Now where's the one you promised me? You know, the one you promised like two months ago?


----------



## [M]artin (Oct 14, 2010)

Scott-105 said:
			
		

> Now where's the one you promised me? You know, the one you promised like two months ago?


That promise will be fufilled...

...someday.


----------



## Goli (Oct 14, 2010)

But it hasn't been in the making for 16 years 
	

	
	
		
		

		
		
	


	




, and I also found silly locking on to rocks :/.
Oh!

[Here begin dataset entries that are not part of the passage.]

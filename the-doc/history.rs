//! Undo and redo on top of an [`Editor`].
//!
//! [`HistoryEditor`] records every operation applied through it, including
//! the repairs normalization makes, into undo batches. Consecutive typing
//! (or consecutive backspacing) lands in one batch, so one undo reverts a
//! whole run. Selection changes are never recorded.

use std::{
  cell::Cell,
  rc::Rc,
};

use thiserror::Error;
use tracing::trace;

use crate::{
  editor::{
    Change,
    Editor,
    EditorError,
    SuspendGuard,
  },
  operation::Operation,
  range::Range,
};

pub type Result<T> = std::result::Result<T, HistoryError>;

#[derive(Debug, Error)]
#[non_exhaustive]
pub enum HistoryError {
  #[error(transparent)]
  Editor(#[from] EditorError),
}

/// One undo step.
#[derive(Debug, Clone, PartialEq)]
pub struct Batch {
  pub operations:       Vec<Operation>,
  /// The selection to restore once the batch is undone.
  pub selection_before: Option<Range>,
}

/// Sets a cell for as long as it lives, then puts the previous value back.
struct Restore<T: Copy> {
  cell:     Rc<Cell<T>>,
  previous: T,
}

impl<T: Copy> Restore<T> {
  fn set(cell: &Rc<Cell<T>>, value: T) -> Self {
    Self {
      cell:     Rc::clone(cell),
      previous: cell.replace(value),
    }
  }
}

impl<T: Copy> Drop for Restore<T> {
  fn drop(&mut self) {
    self.cell.set(self.previous);
  }
}

#[derive(Debug)]
pub struct HistoryEditor {
  editor:     Editor,
  undos:      Vec<Batch>,
  redos:      Vec<Batch>,
  // Raised while recording is off.
  not_saving: Rc<Cell<usize>>,
  merging:    Rc<Cell<Option<bool>>>,
  split_once: bool,
  limit:      usize,
}

impl HistoryEditor {
  pub fn new(editor: Editor) -> Self {
    let limit = editor.config().history.limit;
    Self {
      editor,
      undos: Vec::new(),
      redos: Vec::new(),
      not_saving: Rc::new(Cell::new(0)),
      merging: Rc::new(Cell::new(None)),
      split_once: false,
      limit,
    }
  }

  pub fn editor(&self) -> &Editor {
    &self.editor
  }

  /// Changes made directly on the inner editor are not recorded.
  pub fn editor_mut(&mut self) -> &mut Editor {
    &mut self.editor
  }

  pub fn into_inner(self) -> Editor {
    self.editor
  }

  pub fn undos(&self) -> &[Batch] {
    &self.undos
  }

  pub fn redos(&self) -> &[Batch] {
    &self.redos
  }

  pub fn can_undo(&self) -> bool {
    !self.undos.is_empty()
  }

  pub fn can_redo(&self) -> bool {
    !self.redos.is_empty()
  }

  pub fn is_saving(&self) -> bool {
    self.not_saving.get() == 0
  }

  pub fn clear(&mut self) {
    self.undos.clear();
    self.redos.clear();
  }

  pub fn flush(&mut self) -> Option<Change> {
    self.editor.flush()
  }

  pub fn apply(&mut self, op: Operation) -> Result<()> {
    self.edit(|editor| editor.apply(op))
  }

  /// Run `f` on the editor and record what it applied. `f` must not flush
  /// the editor.
  ///
  /// Operations applied before `f` fails are recorded too, since they stay
  /// in the document.
  pub fn edit<R>(&mut self, f: impl FnOnce(&mut Editor) -> crate::editor::Result<R>) -> Result<R> {
    let start = self.editor.operations().len();
    let selection_before = self.editor.value().selection().cloned();
    let result = f(&mut self.editor);
    self.record(start, selection_before);
    Ok(result?)
  }

  fn record(&mut self, start: usize, selection_before: Option<Range>) {
    if !self.is_saving() {
      return;
    }
    let Some(applied) = self.editor.operations().get(start..) else {
      return;
    };

    for (index, op) in (start..).zip(applied) {
      if !should_save(op) {
        continue;
      }
      let mut merge = match (self.merging.get(), self.undos.last()) {
        (Some(merging), _) => merging,
        (None, None) => false,
        // Applied in the same flush batch as an earlier operation.
        (None, Some(_)) if index > 0 => true,
        (None, Some(batch)) => should_merge(op, batch.operations.last()),
      };
      if self.split_once {
        merge = false;
        self.split_once = false;
      }

      match self.undos.last_mut() {
        Some(batch) if merge => batch.operations.push(op.clone()),
        _ => {
          self.undos.push(Batch {
            operations:       vec![op.clone()],
            selection_before: selection_before.clone(),
          });
          trace!(undos = self.undos.len(), "new undo batch");
        },
      }
      self.redos.clear();
    }

    if self.undos.len() > self.limit {
      let excess = self.undos.len() - self.limit;
      self.undos.drain(..excess);
    }
  }

  /// Revert the last batch. Returns whether there was one.
  pub fn undo(&mut self) -> Result<bool> {
    let Some(batch) = self.undos.pop() else {
      return Ok(false);
    };
    let _not_saving = SuspendGuard::new(&self.not_saving);
    self.editor.without_normalizing(|editor| {
      editor.apply_all(batch.operations.iter().rev().map(Operation::inverse))?;
      match batch.selection_before.clone() {
        Some(selection) => editor.select(selection),
        None => editor.deselect(),
      }
    })?;
    self.redos.push(batch);
    Ok(true)
  }

  /// Re-apply the last undone batch. Returns whether there was one.
  pub fn redo(&mut self) -> Result<bool> {
    let Some(batch) = self.redos.pop() else {
      return Ok(false);
    };
    let _not_saving = SuspendGuard::new(&self.not_saving);
    self.editor.without_normalizing(|editor| {
      if let Some(selection) = batch.selection_before.clone() {
        editor.select(selection)?;
      }
      editor.apply_all(batch.operations.iter().cloned())
    })?;
    self.undos.push(batch);
    Ok(true)
  }

  /// Run `f` with every recorded operation merged into the previous batch.
  pub fn with_merging<R>(&mut self, f: impl FnOnce(&mut HistoryEditor) -> Result<R>) -> Result<R> {
    let _merging = Restore::set(&self.merging, Some(true));
    f(self)
  }

  /// Run `f` with every recorded operation starting a new batch.
  pub fn without_merging<R>(&mut self, f: impl FnOnce(&mut HistoryEditor) -> Result<R>) -> Result<R> {
    let _merging = Restore::set(&self.merging, Some(false));
    f(self)
  }

  /// Run `f` without recording anything.
  pub fn without_saving<R>(&mut self, f: impl FnOnce(&mut HistoryEditor) -> Result<R>) -> Result<R> {
    let _not_saving = SuspendGuard::new(&self.not_saving);
    f(self)
  }

  /// Start a new batch with the next recorded operation, whatever the merge
  /// policy says.
  pub fn split_once(&mut self) {
    self.split_once = true;
  }
}

/// Selection changes are not undoable on their own.
pub fn should_save(op: &Operation) -> bool {
  !matches!(op, Operation::SetSelection { .. })
}

/// Whether `op` continues the run `prev` ended: typing right after the
/// previous insert, or deleting right before the previous removal.
pub fn should_merge(op: &Operation, prev: Option<&Operation>) -> bool {
  match (op, prev) {
    (
      Operation::InsertText { path, offset, .. },
      Some(Operation::InsertText {
        path: prev_path,
        offset: prev_offset,
        text: prev_text,
      }),
    ) => path == prev_path && *offset == prev_offset + prev_text.chars().count(),
    (
      Operation::RemoveText { path, offset, text },
      Some(Operation::RemoveText {
        path: prev_path,
        offset: prev_offset,
        ..
      }),
    ) => path == prev_path && offset + text.chars().count() == *prev_offset,
    _ => false,
  }
}

#[cfg(test)]
mod tests {
  use super::*;
  use crate::{
    node::Node,
    path::Path,
    point::Point,
    value::Value,
  };

  fn history(text: &str) -> HistoryEditor {
    let value = Value::new(vec![Node::element(vec![Node::text(text)])])
      .with_selection(Range::collapsed(Point::new([0, 0], 0)));
    HistoryEditor::new(Editor::new(value))
  }

  fn text(history: &HistoryEditor) -> String {
    history.editor().value().document().string()
  }

  fn insert(offset: usize, text: &str) -> Operation {
    Operation::InsertText {
      path: Path::from([0, 0]),
      offset,
      text: text.into(),
    }
  }

  fn remove(offset: usize, text: &str) -> Operation {
    Operation::RemoveText {
      path: Path::from([0, 0]),
      offset,
      text: text.into(),
    }
  }

  #[test]
  fn merge_policy() {
    assert!(should_merge(&insert(2, "c"), Some(&insert(0, "ab"))));
    assert!(!should_merge(&insert(3, "c"), Some(&insert(0, "ab"))));
    assert!(should_merge(&remove(1, "b"), Some(&remove(2, "c"))));
    assert!(!should_merge(&remove(2, "c"), Some(&remove(1, "b"))));
    assert!(!should_merge(&insert(0, "a"), None));
    assert!(!should_save(&Operation::SetSelection {
      properties:     None,
      new_properties: None,
    }));
  }

  #[test]
  fn contiguous_typing_is_one_batch() {
    let mut history = history("");
    history.apply(insert(0, "a")).unwrap();
    history.flush();
    history.apply(insert(1, "b")).unwrap();
    history.flush();
    assert_eq!(history.undos().len(), 1);
    assert_eq!(history.undos()[0].operations, vec![insert(0, "a"), insert(1, "b")]);

    // A jump breaks the run.
    history.apply(insert(0, "x")).unwrap();
    assert_eq!(history.undos().len(), 2);
  }

  #[test]
  fn same_flush_batch_merges() {
    let mut history = history("");
    history.apply(insert(0, "a")).unwrap();
    history.apply(insert(0, "b")).unwrap();
    assert_eq!(history.undos().len(), 1);
  }

  #[test]
  fn undo_and_redo_restore_text_and_selection() {
    let mut history = history("");
    history
      .edit(|editor| editor.insert_text("hello"))
      .unwrap();
    history.flush();
    assert_eq!(text(&history), "hello");

    assert!(history.undo().unwrap());
    assert_eq!(text(&history), "");
    assert_eq!(
      history.editor().value().selection(),
      Some(&Range::collapsed(Point::new([0, 0], 0)))
    );
    assert!(!history.can_undo());
    assert!(history.can_redo());

    assert!(history.redo().unwrap());
    assert_eq!(text(&history), "hello");
    assert!(!history.redo().unwrap());

    // Recording something new drops the redos.
    history.undo().unwrap();
    history.flush();
    history.apply(insert(0, "x")).unwrap();
    assert!(!history.can_redo());
  }

  #[test]
  fn scopes() {
    let mut history = history("");
    history
      .without_saving(|history| history.apply(insert(0, "a")))
      .unwrap();
    assert!(history.undos().is_empty());
    assert!(history.is_saving());

    history.flush();
    history.apply(insert(1, "b")).unwrap();
    history.flush();
    history
      .without_merging(|history| history.apply(insert(2, "c")))
      .unwrap();
    assert_eq!(history.undos().len(), 2);

    history.flush();
    history
      .with_merging(|history| history.apply(insert(0, "z")))
      .unwrap();
    assert_eq!(history.undos().len(), 2);

    history.split_once();
    history.apply(insert(0, "y")).unwrap();
    assert_eq!(history.undos().len(), 3);
  }

  #[test]
  fn limit_drops_the_oldest_batches() {
    let mut history = history("");
    history.limit = 2;
    for _ in 0..4 {
      history.flush();
      history.apply(insert(0, "a")).unwrap();
    }
    assert_eq!(history.undos().len(), 2);
  }
}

And...shameless shoutbox self-promotion o:


----------



## iFish (Oct 14, 2010)

This made me laugh SO HARD!

I like it.

Keep up the great work


----------



## Scott-105 (Oct 14, 2010)

It'd be nice to get it this year maybe...


----------



## [M]artin (Oct 14, 2010)

Goli said:
			
		

> But it hasn't been in the making for 16 years


Yes it has. The internet told me so. Lookit:











The internet would never lie to me.


----------



## DarkWay (Oct 14, 2010)

Martin.....you are a legend and I love your drawing style


----------



## ProtoKun7 (Oct 14, 2010)

Look on the bright side: If you buy it you'll have inspiration for more of these comics.


----------



## Ethevion (Oct 14, 2010)

The drawing were great lol. Thanks to you, I'm not going to buy it.


----------



## dekuleon (Oct 14, 2010)

Controls and gameplay are bullshit.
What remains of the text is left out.